The tentative schedule for the first edition of the program to take place during 2025 is:
  • May 14-28 (inclusive): Scholar applications
  • May 29 - June 26: Selection process for the 6 scholars who will participate in the program
  • June 27: Notification of acceptance to selected scholars
  • June 30: Program start
  • July 30: Research plan submission for the project
  • Last week of September: Mid-term report submission
  • First week of December: Internal workshop with scholar presentations
  • Second week of December: Final program report submission
How is the scholar selection process?

In this first edition, we will select up to 6 scholars to be part of the program. The selection process will be based on:

  • Analysis of candidates' CV and cover letter: degree progress, GPA (without failing grades and without CBC), previous work or research experience, knowledge of Machine Learning, knowledge of AI Safety agendas, knowledge of English, awards received, etc.
  • Remote Python programming exam (90 minutes)
  • Remote AI Safety papers reading exam (120 minutes)
  • Interview with program organizers (if passing first filter)
  • Matching process between scholars and mentors (if passing final round)
What events will take place during the program?
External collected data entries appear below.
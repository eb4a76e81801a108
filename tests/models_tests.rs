// Model tests: wire format (snake_case JSON), uptime rendering, row projection, intervals

use std::time::Duration;

use chrono::{TimeZone, Utc};
use systempulse::models::*;

fn sample_snapshot() -> Snapshot {
    Snapshot {
        timestamp: Utc.with_ymd_and_hms(2025, 6, 2, 10, 30, 0).unwrap(),
        hostname: "pi5".into(),
        cpu: CpuMetrics {
            percent: 12.5,
            load_1: 0.5,
            load_5: 0.4,
            load_15: 0.3,
            freq_current: 2400.0,
            freq_min: 800.0,
            freq_max: 4200.0,
        },
        memory: MemoryMetrics {
            total: 16_000,
            used: 4_000,
            available: 12_000,
            percent: 25.0,
            swap_total: 2_000,
            swap_used: 500,
            swap_free: 1_500,
            swap_percent: 25.0,
        },
        disk: vec![
            DiskUsage {
                device: "/dev/sda1".into(),
                mountpoint: "/".into(),
                total: 1000,
                used: 400,
                free: 600,
                percent: 40.0,
            },
            DiskUsage {
                device: "/dev/sdb1".into(),
                mountpoint: "/data".into(),
                total: 2000,
                used: 100,
                free: 1900,
                percent: 5.0,
            },
        ],
        network: NetworkMetrics {
            bytes_sent_total: 1000,
            bytes_recv_total: 2000,
            send_rate_mbps: 0.008,
            recv_rate_mbps: 0.004,
        },
        temperature: vec![
            TemperatureReading {
                name: "coretemp".into(),
                current: 48.0,
                high: Some(90.0),
                critical: Some(105.0),
            },
            TemperatureReading {
                name: "nvme".into(),
                current: 35.5,
                high: None,
                critical: None,
            },
        ],
        system_time: SystemClock {
            boot_time: Utc.with_ymd_and_hms(2025, 6, 1, 8, 0, 0).unwrap(),
            uptime: format_uptime(Duration::from_secs(95_400)),
        },
    }
}

#[test]
fn snapshot_serializes_snake_case_with_iso_instants() {
    let snapshot = sample_snapshot();
    let json = serde_json::to_string(&snapshot).unwrap();
    assert!(json.contains("\"system_time\""));
    assert!(json.contains("\"send_rate_mbps\""));
    assert!(json.contains("\"bytes_sent_total\""));
    assert!(json.contains("\"swap_percent\""));
    assert!(json.contains("2025-06-02T10:30:00"));
    assert!(json.contains("\"boot_time\""));
    assert!(json.contains("2025-06-01T08:00:00"));

    let back: Snapshot = serde_json::from_str(&json).unwrap();
    assert_eq!(back.hostname, "pi5");
    assert_eq!(back.timestamp, snapshot.timestamp);
    assert_eq!(back.system_time.boot_time, snapshot.system_time.boot_time);
    assert_eq!(back.disk.len(), 2);
    assert_eq!(back.temperature[1].high, None);
}

#[test]
fn uptime_renders_days_and_zero_padded_clock() {
    assert_eq!(format_uptime(Duration::ZERO), "0d 00:00:00");
    assert_eq!(format_uptime(Duration::from_secs(59)), "0d 00:00:59");
    assert_eq!(format_uptime(Duration::from_secs(93_784)), "1d 02:03:04");
    assert_eq!(format_uptime(Duration::from_secs(12 * 86_400)), "12d 00:00:00");
}

#[test]
fn metrics_row_takes_first_disk_and_sensor_as_representative() {
    let snapshot = sample_snapshot();
    let row = MetricsRow::from_snapshot(&snapshot);
    assert_eq!(row.hostname, "pi5");
    assert_eq!(row.created_at, snapshot.timestamp.timestamp_millis());
    assert_eq!(row.disk_total, 1000);
    assert_eq!(row.disk_percent, 40.0);
    assert_eq!(row.temperature, 48.0);
    assert_eq!(
        row.boot_time,
        snapshot.system_time.boot_time.timestamp_millis()
    );
}

#[test]
fn metrics_row_defaults_when_groups_are_empty() {
    let mut snapshot = sample_snapshot();
    snapshot.disk.clear();
    snapshot.temperature.clear();
    let row = MetricsRow::from_snapshot(&snapshot);
    assert_eq!(row.disk_total, 0);
    assert_eq!(row.disk_percent, 0.0);
    assert_eq!(row.temperature, 0.0);
}

#[test]
fn metrics_row_wincode_roundtrip() {
    let row = MetricsRow::from_snapshot(&sample_snapshot());
    let bytes = wincode::serialize(&row).unwrap();
    let back: MetricsRow = wincode::deserialize(&bytes).unwrap();
    assert_eq!(back, row);
}

#[test]
fn interval_parses_exact_strings() {
    assert_eq!(
        "1 minute".parse::<BucketInterval>().unwrap(),
        BucketInterval::OneMinute
    );
    assert_eq!(
        "5 minutes".parse::<BucketInterval>().unwrap(),
        BucketInterval::FiveMinutes
    );
    assert_eq!(
        "1 hour".parse::<BucketInterval>().unwrap(),
        BucketInterval::OneHour
    );
    for interval in BucketInterval::ALL {
        assert_eq!(interval.to_string().parse::<BucketInterval>(), Ok(interval));
    }
}

#[test]
fn interval_rejects_unknown_and_names_valid_set() {
    let err = "2 minutes".parse::<BucketInterval>().unwrap_err();
    let msg = err.to_string();
    assert!(msg.contains("2 minutes"));
    assert!(msg.contains("1 minute"));
    assert!(msg.contains("5 minutes"));
    assert!(msg.contains("1 hour"));
}

#[test]
fn interval_widths_and_bucket_flooring() {
    assert_eq!(BucketInterval::OneMinute.as_secs(), 60);
    assert_eq!(BucketInterval::FiveMinutes.as_secs(), 300);
    assert_eq!(BucketInterval::OneHour.as_secs(), 3_600);

    assert_eq!(BucketInterval::OneMinute.bucket_start_ms(65_000), 60_000);
    assert_eq!(BucketInterval::OneMinute.bucket_start_ms(59_999), 0);
    assert_eq!(BucketInterval::OneMinute.bucket_start_ms(60_000), 60_000);
    assert_eq!(BucketInterval::FiveMinutes.bucket_start_ms(299_999), 0);
    assert_eq!(BucketInterval::FiveMinutes.bucket_start_ms(300_000), 300_000);
    assert_eq!(BucketInterval::OneHour.bucket_start_ms(3_599_999), 0);
    // Pre-epoch instants floor toward minus infinity, not toward zero
    assert_eq!(BucketInterval::OneMinute.bucket_start_ms(-1), -60_000);
}
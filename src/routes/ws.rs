// WebSocket handler and stream loop for the live metrics feed

use axum::{
    extract::{
        State,
        ws::{Message, WebSocket, WebSocketUpgrade},
    },
    response::IntoResponse,
};
use bytes::Bytes;
use futures_util::{SinkExt, StreamExt};
use std::sync::Arc;
use std::sync::atomic::AtomicUsize;
use tokio::sync::broadcast;
use tokio::time::{Duration, timeout};

use super::AppState;
use crate::models::{Snapshot, SystemInfo};

pub(super) const WS_PING_INTERVAL: Duration = Duration::from_secs(30);
pub(super) const WS_SEND_TIMEOUT: Duration = Duration::from_secs(10);

/// Decrements the live connection count on drop (connect = +1, drop = -1).
struct SessionGuard(Arc<AtomicUsize>);

impl Drop for SessionGuard {
    fn drop(&mut self) {
        self.0.fetch_sub(1, std::sync::atomic::Ordering::Relaxed);
    }
}

pub(super) async fn ws_metrics(
    ws: WebSocketUpgrade,
    State(state): State<AppState>,
) -> impl IntoResponse {
    let tx = state.snapshot_tx.clone();
    let conn_count = state.ws_connections.clone();
    let system_info = state.system_info.clone();
    let sample_interval_ms = state.config.sampling.sample_interval_ms;
    ws.on_upgrade(move |socket| async move {
        let mut rx = tx.subscribe();
        if let Err(e) =
            stream_metrics(socket, &mut rx, conn_count, system_info, sample_interval_ms).await
        {
            tracing::info!("Metrics stream error: {}", e);
        }
    })
}

async fn stream_metrics(
    socket: WebSocket,
    rx: &mut broadcast::Receiver<Snapshot>,
    conn_count: Arc<AtomicUsize>,
    system_info: Arc<SystemInfo>,
    sample_interval_ms: u64,
) -> anyhow::Result<()> {
    conn_count.fetch_add(1, std::sync::atomic::Ordering::Relaxed);
    let _guard = SessionGuard(conn_count);
    tracing::info!("Client connected to metrics stream");

    let (mut sender, mut receiver) = socket.split();

    let ack = serde_json::json!({
        "type": "connected",
        "system_info": system_info.as_ref(),
        "sample_interval_ms": sample_interval_ms,
    });
    let ack_json = serde_json::to_string(&ack)?;
    let r = timeout(WS_SEND_TIMEOUT, sender.send(Message::Text(ack_json.into()))).await;
    if r.is_err() || r.unwrap_or(Ok(())).is_err() {
        return Ok(());
    }

    let mut ping_interval = tokio::time::interval(WS_PING_INTERVAL);
    ping_interval.set_missed_tick_behavior(tokio::time::MissedTickBehavior::Skip);
    loop {
        tokio::select! {
            result = rx.recv() => {
                match result {
                    Ok(snapshot) => {
                        let update = serde_json::json!({ "type": "update", "data": snapshot });
                        let json = serde_json::to_string(&update)?;
                        let r = timeout(WS_SEND_TIMEOUT, sender.send(Message::Text(json.into()))).await;
                        if r.is_err() || r.unwrap_or(Ok(())).is_err() {
                            break;
                        }
                    }
                    Err(broadcast::error::RecvError::Lagged(n)) => {
                        // Slow consumer: resume from the live edge, newest wins.
                        tracing::warn!("WebSocket /ws/metrics client lagged, skipped {} messages", n);
                    }
                    Err(broadcast::error::RecvError::Closed) => break,
                }
            }
            inbound = receiver.next() => {
                match inbound {
                    Some(Ok(Message::Close(_))) | Some(Err(_)) | None => break,
                    Some(Ok(_)) => {}
                }
            }
            _ = ping_interval.tick() => {
                let r = timeout(WS_SEND_TIMEOUT, sender.send(Message::Ping(Bytes::new()))).await;
                if r.is_err() || r.unwrap_or(Ok(())).is_err() {
                    break;
                }
            }
        }
    }
    Ok(())
}
// Build-time identity from Cargo.toml

/// Crate version, e.g. "0.4.0".
pub const VERSION: &str = env!("CARGO_PKG_VERSION");

/// Service name reported by /version and the startup log.
pub const NAME: &str = env!("CARGO_PKG_NAME");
During the program, the following events will take place:

  • Program kickoff meeting
  • Integration and networking activities
  • Project follow-up meetings with mentors and research managers
  • Seminars with international researchers
  • Seminar on ways to fund AI Safety projects (LTFF, Open Philanthropy, etc.)
  • Internal workshop with scholar presentations
  • Final presentation of results
What are the deliverables of the program?

Within the framework of the program, it is considered a priority to systematize the progress of research projects; therefore, scholars will be required to:

  • Complete a tentative research plan for the project within the first month.
  • Complete the Blue Dot AI Safety Fundamentals course within the first month.
  • Submit a mid-term progress report.
  • Make a final presentation at an internal program workshop, showing the results obtained for the project.
  • Submit a final program report.
Do I need to have a project in mind to apply?

No, you don't need to have a project in mind to apply.